Overcome the simulation gap in 3D Deep Learning with Domain Randomization

Published in

Vitalify Asia

5 min readJun 27, 2019

A case study on using only simulated data to train a Deep Learning model that can robustly generate 3D object from just a single real image.

The data challenge

High quality labeled data has been a major driving force for the success of supervised learning. Alongside the advancement of ever deeper and better model combines with vast amount of computational resources, labeled data has became the bottleneck of DL’s progress. This problem is even more challenging in the field where aligned, labeled data is especially hard and expensive to obtain, such as robotics or 3D deep learning.

Fig. 1: Naive rendering from ShapeNet dataset.

3D deep learning is a very active subfield over the recent years with rapid advancement. However most of these works only focus on large synthetic 3D dataset such as ShapeNet.

Some effort have been made regarding the lack of real dataset, such as Pix3D. However, due to the time and effort required, such dataset is very limited — e.g 100 different objects for each categories in Pix3D, compare to several thousands from synthetic ShapeNet dataset. This problems make the process of transferring model to custom objects also very challenging.

The performance gap

Fig. 2: State-of-the-art 3D reconstruction model when train on naive render of ShapeNet (Fig. 1)

Figure 2 shows the reconstructed models of current state-of-the-art (SOTA) model on real images. This model is trained on the naive rendering of ShapeNet data (Fig. 1), and it works reasonably well on real images on white and clean background (1st row). However it fails miserably on image with just a little more challenging background (2nd row).

Clearly there is a large performance gap between synthetic and real image for model that is trained on synthetic data only.

Related works

Currently there are a few research directions to overcome this performance gap between real and synthetic domains:

Build better simulation:

If you have a simulation that is very realistic, surely the model that works in the simulation will works in real life too. However such simulation is very hard to build and is a quite an achievement in and of itself. AI Habitat + Replica is a recent work in this direction.

It is also very likely that the model train in simulation will overfit to the slightest discrepancy between simulation and real world.

Domain adaptation:

This approach does not aim to create a perfect simulation to the real world, it only need a sufficiently sophisticated simulation to train the model for the desired task.

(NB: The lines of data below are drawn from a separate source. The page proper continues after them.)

use std::fmt;
use std::path::PathBuf;
use std::str::FromStr;

use serde::{Deserialize, Serialize};

use crate::import::EntityKind;

pub const DEFAULT_ARCHIVE: &str = "sr22.zip";
pub const DEFAULT_DATABASE: &str = "usda.sqlite3";
/// Nutrient data rows handled per batch. Bounds the per-batch reference cache.
pub const DEFAULT_BATCH_SIZE: usize = 1000;

/// Character encoding of the archive members.
#[derive(Debug, Clone, Copy, Default, PartialEq, Eq, Serialize, Deserialize)]
#[serde(rename_all = "lowercase")]
pub enum SourceEncoding {
    /// ISO-8859-1, as shipped by the SR distributions.
    #[default]
    Latin1,
    /// UTF-8; invalid sequences are replaced.
    Utf8,
}

impl SourceEncoding {
    pub fn decode(self, bytes: &[u8]) -> String {
        match self {
            SourceEncoding::Latin1 => bytes.iter().map(|&b| char::from(b)).collect(),
            SourceEncoding::Utf8 => String::from_utf8_lossy(bytes).into_owned(),
        }
    }
}

impl FromStr for SourceEncoding {
    type Err = String;

    fn from_str(s: &str) -> Result<Self, Self::Err> {
        match s.to_ascii_lowercase().as_str() {
            "latin1" | "latin-1" | "iso-8859-1" => Ok(SourceEncoding::Latin1),
            "utf8" | "utf-8" => Ok(SourceEncoding::Utf8),
            other => Err(format!("unsupported encoding `{other}` (expected latin1 or utf8)")),
        }
    }
}

impl fmt::Display for SourceEncoding {
    fn fmt(&self, f: &mut fmt::Formatter<'_>) -> fmt::Result {
        match self {
            SourceEncoding::Latin1 => f.write_str("latin1"),
            SourceEncoding::Utf8 => f.write_str("utf8"),
        }
    }
}

/// Which record types to (re)import. With no flag set, everything is selected.
#[derive(Debug, Clone, Copy, Default, PartialEq, Eq, Serialize, Deserialize)]
#[serde(default)]
pub struct EntitySelection {
    pub all: bool,
    pub group: bool,
    pub food: bool,
    pub nutrient: bool,
    pub weight: bool,
    pub footnote: bool,
    pub datasource: bool,
    pub derivation: bool,
    pub source: bool,
    pub data: bool,
    pub link: bool,
}

impl EntitySelection {
    pub fn everything() -> Self {
        Self {
            all: true,
            ..Self::default()
        }
    }

    fn flag(&self, kind: EntityKind) -> bool {
        match kind {
            EntityKind::FoodGroup => self.group,
            EntityKind::Food => self.food,
            EntityKind::Weight => self.weight,
            EntityKind::Nutrient => self.nutrient,
            EntityKind::Footnote => self.footnote,
            EntityKind::DataSource => self.datasource,
            EntityKind::DataDerivation => self.derivation,
            EntityKind::Source => self.source,
            EntityKind::NutrientData => self.data,
            EntityKind::DataSourceLink => self.link,
        }
    }

    /// True when `--all` was given or no per-type flag was set.
    pub fn is_everything(&self) -> bool {
        self.all || !EntityKind::ALL.iter().any(|kind| self.flag(*kind))
    }

    pub fn includes(&self, kind: EntityKind) -> bool {
        self.is_everything() || self.flag(kind)
    }

    /// Selected kinds, in no particular order.
    pub fn kinds(&self) -> Vec<EntityKind> {
        EntityKind::ALL
            .iter()
            .copied()
            .filter(|kind| self.includes(*kind))
            .collect()
    }
}

/// Everything the orchestrator needs to run one import.
#[derive(Debug, Clone, PartialEq, Eq, Serialize, Deserialize)]
#[serde(rename_all = "camelCase", default)]
pub struct ImportConfig {
    pub archive_path: PathBuf,
    pub database_path: PathBuf,
    pub selection: EntitySelection,
    pub batch_size: usize,
    pub encoding: SourceEncoding,
    pub report_dir: Option<PathBuf>,
    /// 0 = warnings only, 1 = info, 2+ = debug.
    pub verbosity: u8,
}

impl Default for ImportConfig {
    fn default() -> Self {
        Self {
            archive_path: PathBuf::from(DEFAULT_ARCHIVE),
            database_path: PathBuf::from(DEFAULT_DATABASE),
            selection: EntitySelection::default(),
            batch_size: DEFAULT_BATCH_SIZE,
            encoding: SourceEncoding::default(),
            report_dir: None,
            verbosity: 1,
        }
    }
}

impl ImportConfig {
    pub fn new(archive_path: impl Into<PathBuf>) -> Self {
        Self {
            archive_path: archive_path.into(),
            ..Self::default()
        }
    }

    /// Batch size actually used; zero falls back to the default.
    pub fn effective_batch_size(&self) -> usize {
        if self.batch_size == 0 {
            DEFAULT_BATCH_SIZE
        } else {
            self.batch_size
        }
    }
}

#[cfg(test)]
mod tests {
    use super::*;

    #[test]
    fn no_flags_selects_everything() {
        let selection = EntitySelection::default();
        assert!(selection.is_everything());
        assert_eq!(selection.kinds().len(), EntityKind::ALL.len());
    }

    #[test]
    fn flags_select_exact_subset() {
        let selection = EntitySelection {
            food: true,
            data: true,
            ..EntitySelection::default()
        };
        assert!(!selection.is_everything());
        assert_eq!(
            selection.kinds(),
            vec![EntityKind::Food, EntityKind::NutrientData]
        );
    }

    #[test]
    fn all_flag_wins_over_subset() {
        let selection = EntitySelection {
            all: true,
            food: true,
            ..EntitySelection::default()
        };
        assert!(selection.includes(EntityKind::Footnote));
    }

    #[test]
    fn config_deserializes_with_defaults() {
        let config: ImportConfig =
            serde_json::from_str(r#"{"archivePath":"sr28.zip","selection":{"food":true}}"#)
                .unwrap();
        assert_eq!(config.archive_path, PathBuf::from("sr28.zip"));
        assert_eq!(config.database_path, PathBuf::from(DEFAULT_DATABASE));
        assert_eq!(config.batch_size, DEFAULT_BATCH_SIZE);
        assert!(config.selection.food);
        assert_eq!(config.encoding, SourceEncoding::Latin1);
    }

    #[test]
    fn encoding_parses_common_spellings() {
        assert_eq!("UTF-8".parse::<SourceEncoding>(), Ok(SourceEncoding::Utf8));
        assert_eq!("latin1".parse::<SourceEncoding>(), Ok(SourceEncoding::Latin1));
        assert!("ebcdic".parse::<SourceEncoding>().is_err());
    }
}
use std::fmt;

use serde::{Deserialize, Serialize};

use crate::archive::{
    DATA_SRC, DATSRCLN, DERIV_CD, FD_GROUP, FOOD_DES, FOOTNOTE, NUTR_DEF, NUT_DATA, SRC_CD, WEIGHT,
};

/// The record types carried by an SR distribution.
#[derive(Debug, Clone, Copy, PartialEq, Eq, Hash, PartialOrd, Ord, Serialize, Deserialize)]
#[serde(rename_all = "snake_case")]
pub enum EntityKind {
    FoodGroup,
    Food,
    Weight,
    Nutrient,
    Footnote,
    DataSource,
    DataDerivation,
    Source,
    NutrientData,
    DataSourceLink,
}

impl EntityKind {
    pub const ALL: [EntityKind; 10] = [
        EntityKind::FoodGroup,
        EntityKind::Food,
        EntityKind::Weight,
        EntityKind::Nutrient,
        EntityKind::Footnote,
        EntityKind::DataSource,
        EntityKind::DataDerivation,
        EntityKind::Source,
        EntityKind::NutrientData,
        EntityKind::DataSourceLink,
    ];

    /// Archive member holding this record type.
    pub fn member(self) -> &'static str {
        match self {
            EntityKind::FoodGroup => FD_GROUP,
            EntityKind::Food => FOOD_DES,
            EntityKind::Weight => WEIGHT,
            EntityKind::Nutrient => NUTR_DEF,
            EntityKind::Footnote => FOOTNOTE,
            EntityKind::DataSource => DATA_SRC,
            EntityKind::DataDerivation => DERIV_CD,
            EntityKind::Source => SRC_CD,
            EntityKind::NutrientData => NUT_DATA,
            EntityKind::DataSourceLink => DATSRCLN,
        }
    }

    /// Plural noun used in progress logs.
    pub fn label(self) -> &'static str {
        match self {
            EntityKind::FoodGroup => "food groups",
            EntityKind::Food => "foods",
            EntityKind::Weight => "weights",
            EntityKind::Nutrient => "nutrients",
            EntityKind::Footnote => "footnotes",
            EntityKind::DataSource => "data sources",
            EntityKind::DataDerivation => "data derivations",
            EntityKind::Source => "sources",
            EntityKind::NutrientData => "nutrient data",
            EntityKind::DataSourceLink => "data source links",
        }
    }

    /// Whether the pass for this kind is chunked into fixed-size batches.
    pub fn is_batched(self) -> bool {
        matches!(self, EntityKind::NutrientData | EntityKind::DataSourceLink)
    }
}

impl fmt::Display for EntityKind {
    fn fmt(&self, f: &mut fmt::Formatter<'_>) -> fmt::Result {
        let name = match self {
            EntityKind::FoodGroup => "food group",
            EntityKind::Food => "food",
            EntityKind::Weight => "weight",
            EntityKind::Nutrient => "nutrient",
            EntityKind::Footnote => "footnote",
            EntityKind::DataSource => "data source",
            EntityKind::DataDerivation => "data derivation",
            EntityKind::Source => "source",
            EntityKind::NutrientData => "nutrient data",
            EntityKind::DataSourceLink => "data source link",
        };
        f.write_str(name)
    }
}
impl ImportRow for DataSourceRow {
    const KIND: EntityKind = EntityKind::DataSource;
    const FIELDS: &'static [&'static str] = &[
        "datasrc_id",
        "authors",
        "title",
        "year",
        "journal",
        "vol_city",
        "issue_state",
        "start_page",
        "end_page",
    ];

    fn from_record(record: &RawRecord) -> ImportResult<Self> {
        Ok(Self {
            id: record.required_key("datasrc_id", 6)?,
            authors: record.optional_text("authors", 255),
            title: record.text("title", 255),
            year: record.optional_int("year")?,
            journal: record.optional_text("journal", 135),
            volume_or_city: record.optional_text("vol_city", 16),
            issue_or_state: record.optional_text("issue_state", 5),
            start_page: record.optional_int("start_page")?,
            end_page: record.optional_int("end_page")?,
        })
    }

    fn describe(&self) -> String {
        format!("{} {}", self.id, self.title)
    }

    async fn upsert(
        &self,
        conn: &mut SqliteConnection,
        _refs: &mut ReferenceCache,
        at: RowAt,
    ) -> ImportResult<bool> {
        store::upsert_data_source(conn, self)
            .await
            .map_err(at.write_error())
    }
}

#[derive(Debug, Clone, PartialEq)]
pub(crate) struct DataDerivationRow {
    pub code: String,
    pub description: String,
}

impl ImportRow for DataDerivationRow {
    const KIND: EntityKind = EntityKind::DataDerivation;
    const FIELDS: &'static [&'static str] = &["deriv_cd", "deriv_desc"];

    fn from_record(record: &RawRecord) -> ImportResult<Self> {
        Ok(Self {
            code: record.required_key("deriv_cd", 4)?,
            description: record.text("deriv_desc", 120),
        })
    }

    fn describe(&self) -> String {
        format!("{} {}", self.code, self.description)
    }

    async fn upsert(
        &self,
        conn: &mut SqliteConnection,
        _refs: &mut ReferenceCache,
        at: RowAt,
    ) -> ImportResult<bool> {
        store::upsert_data_derivation(conn, self)
            .await
            .map_err(at.write_error())
    }
}

#[derive(Debug, Clone, PartialEq)]
pub(crate) struct SourceRow {
    pub code: i64,
    pub description: String,
}

impl ImportRow for SourceRow {
    const KIND: EntityKind = EntityKind::Source;
    const FIELDS: &'static [&'static str] = &["src_cd", "srccd_desc"];

    fn from_record(record: &RawRecord) -> ImportResult<Self> {
        Ok(Self {
            code: record.required_int("src_cd")?,
            description: record.text("srccd_desc", 60),
        })
    }

    fn describe(&self) -> String {
        format!("{} {}", self.code, self.description)
    }

    async fn upsert(
        &self,
        conn: &mut SqliteConnection,
        _refs: &mut ReferenceCache,
        at: RowAt,
    ) -> ImportResult<bool> {
        store::upsert_source(conn, self).await.map_err(at.write_error())
    }
}

#[derive(Debug, Clone, PartialEq)]
pub(crate) struct NutrientDataRow {
    pub food_ndb_number: i64,
    pub nutrient_number: i64,
    pub value: f64,
    pub data_points: i64,
    pub standard_error: Option<f64>,
    pub source_code: Option<i64>,
    pub derivation_code: Option<String>,
    pub reference_ndb_number: Option<i64>,
    pub added_nutrient: Option<bool>,
    pub number_of_studies: Option<i64>,
    pub minimum: Option<f64>,
    pub maximum: Option<f64>,
    pub degrees_of_freedom: Option<i64>,
    pub lower_error_bound: Option<f64>,
    pub upper_error_bound: Option<f64>,
    pub statistical_comments: Option<String>,
    pub confidence_code: Option<String>,
}

impl ImportRow for NutrientDataRow {
    const KIND: EntityKind = EntityKind::NutrientData;
    const FIELDS: &'static [&'static str] = &[
        "ndb_no",
        "nutr_no",
        "nutr_val",
        "num_data_pts",
        "std_error",
        "src_cd",
        "deriv_cd",
        "ref_ndb_no",
        "add_nutr_mark",
        "num_studies",
        "min",
        "max",
        "df",
        "low_eb",
        "up_eb",
        "stat_cmt",
        "cc",
    ];

    fn from_record(record: &RawRecord) -> ImportResult<Self> {
        Ok(Self {
            food_ndb_number: record.required_int("ndb_no")?,
            nutrient_number: record.required_int("nutr_no")?,
            value: record.required_float("nutr_val")?,
            data_points: record.required_int("num_data_pts")?,
            standard_error: record.optional_float("std_error")?,
            source_code: record.optional_int("src_cd")?,
            derivation_code: record.optional_key("deriv_cd", 4),
            reference_ndb_number: record.optional_int("ref_ndb_no")?,
            added_nutrient: record.flag("add_nutr_mark"),
            number_of_studies: record.optional_int("num_studies")?,
            minimum: record.optional_float("min")?,
            maximum: record.optional_float("max")?,
            degrees_of_freedom: record.optional_int("df")?,
            lower_error_bound: record.optional_float("low_eb")?,
            upper_error_bound: record.optional_float("up_eb")?,
            statistical_comments: record.optional_text("stat_cmt", 10),
            confidence_code: record.optional_text("cc", 1),
        })
    }

    fn describe(&self) -> String {
        format!("{}/{}", self.food_ndb_number, self.nutrient_number)
    }

    async fn upsert(
        &self,
        conn: &mut SqliteConnection,
        refs: &mut ReferenceCache,
        at: RowAt,
    ) -> ImportResult<bool> {
        refs.require_food(conn, self.food_ndb_number, at).await?;
        refs.require_nutrient(conn, self.nutrient_number, at).await?;
        if let Some(code) = &self.derivation_code {
            refs.require_derivation(conn, code, at).await?;
        }
        if let Some(code) = self.source_code {
            refs.require_source(conn, code, at).await?;
        }

        let (created, id) = store::upsert_nutrient_data(conn, self)
            .await
            .map_err(at.write_error())?;
        if let Some(code) = self.source_code {
            store::link_measurement_source(conn, id, code)
                .await
                .map_err(at.write_error())?;
        }
        Ok(created)
    }
}

#[derive(Debug, Clone, PartialEq)]
pub(crate) struct DataSourceLinkRow {
    pub food_ndb_number: i64,
    pub nutrient_number: i64,
    pub data_source_id: String,
}

impl ImportRow for DataSourceLinkRow {
    const KIND: EntityKind = EntityKind::DataSourceLink;
    const FIELDS: &'static [&'static str] = &["ndb_no", "nutr_no", "datasrc_id"];

    fn from_record(record: &RawRecord) -> ImportResult<Self> {
        Ok(Self {
            food_ndb_number: record.required_int("ndb_no")?,
            nutrient_number: record.required_int("nutr_no")?,
            data_source_id: record.required_key("datasrc_id", 6)?,
        })
    }

    fn describe(&self) -> String {
        format!(
            "{}/{} -> {}",
            self.food_ndb_number, self.nutrient_number, self.data_source_id
        )
    }

    async fn upsert(
        &self,
        conn: &mut SqliteConnection,
        refs: &mut ReferenceCache,
        at: RowAt,
    ) -> ImportResult<bool> {
        let measurement = refs
            .require_measurement(conn, self.food_ndb_number, self.nutrient_number, at)
            .await?;
        refs.require_data_source(conn, &self.data_source_id, at).await?;
        store::upsert_data_source_link(conn, measurement, self)
            .await
            .map_err(at.write_error())
    }
}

After that, various transfer and fine-tuning methods are applied to build a bridge between the simulated and real domain.

However, in order to build the bridge to the real world, a small amount of data from the real world still needed and some adaptation techniques relies on implicit assumptions (e.g cluster, continuity assumptions) that may not hold for some tasks.

Domain randomization:

In Domain Randomization (DR), real world is just one of the many possible world. If the model have seen a plethora of simulated environments, real world would appear to be just another one.

One obvious disadvantage for DR is it would cost more to train a model on a distribution of environments, rather than train it on only one, regardless of real or simulated.

Apply DR to 3D reconstruction

Let say we want to train a model that can generate 3d objects from an image taken from cellphone.

Without having to create the 3D objects correspond in the images, we can render the training data en masse from synthetic objects only. To cover all cases in real world, we randomize the properties of our simulation to create a distribution over data:

Objects shape: use large amount of synthetic models from ShapeNet.
Viewpoints: Use Hinter sampling to cover all viewing angles.
Lighting: randomize light direction and color.

Different lightings and reflection for each view.

Reflection: use simple Phong-illumination model to simulate type and reflection intensity.
Background: use Indoor dataset to simulate the complex background of real world model.
Image augmentation: Final layer of noise and blur to blend foreground and background togethers.

Because training data is rendered from the simulation, additional supervisory signals such as segmentation map, depth value, etc. can also be created with virtually no additional costs. Those are great resources for experiments with multi-task learning or multi-modal self-supervised systems.

Fig.5 Sample render image (left), segmentation mask (center) and depth values (right).

In this case where input domain is 2D images, DR can be thought of as a complicated image augmentation pipeline. In other domains such as RL environments, randomization will also include non-visual properties such as friction or gravity.

Results:

Fig. 6: Input image — without DR — with DR

Figure 6 compares the results of 3D reconstruction models when trained on the naive renders (Fig. 1) versus the domain-randomized renders (Fig. 5). Note that the training inputs is entirely created from the synthetic ShapeNet data, it demonstrates that the gap between simulation and real world has successfully been covered.

Reconstruction samples from input image in the lower-left.

Conclusions:

Domain Randomization is promising approach and is actively being researched in fields that are heavily relied on simulation such as robotics. Even when real data can be collected, DR has some compelling advantages:

Can create more data cheaper and faster.
Can easily create multi-modal labels (RGB, mask, depth, etc) to use with good-old supervised learning.
No expensive data collection and labelling means easier to adopt for specific business needs.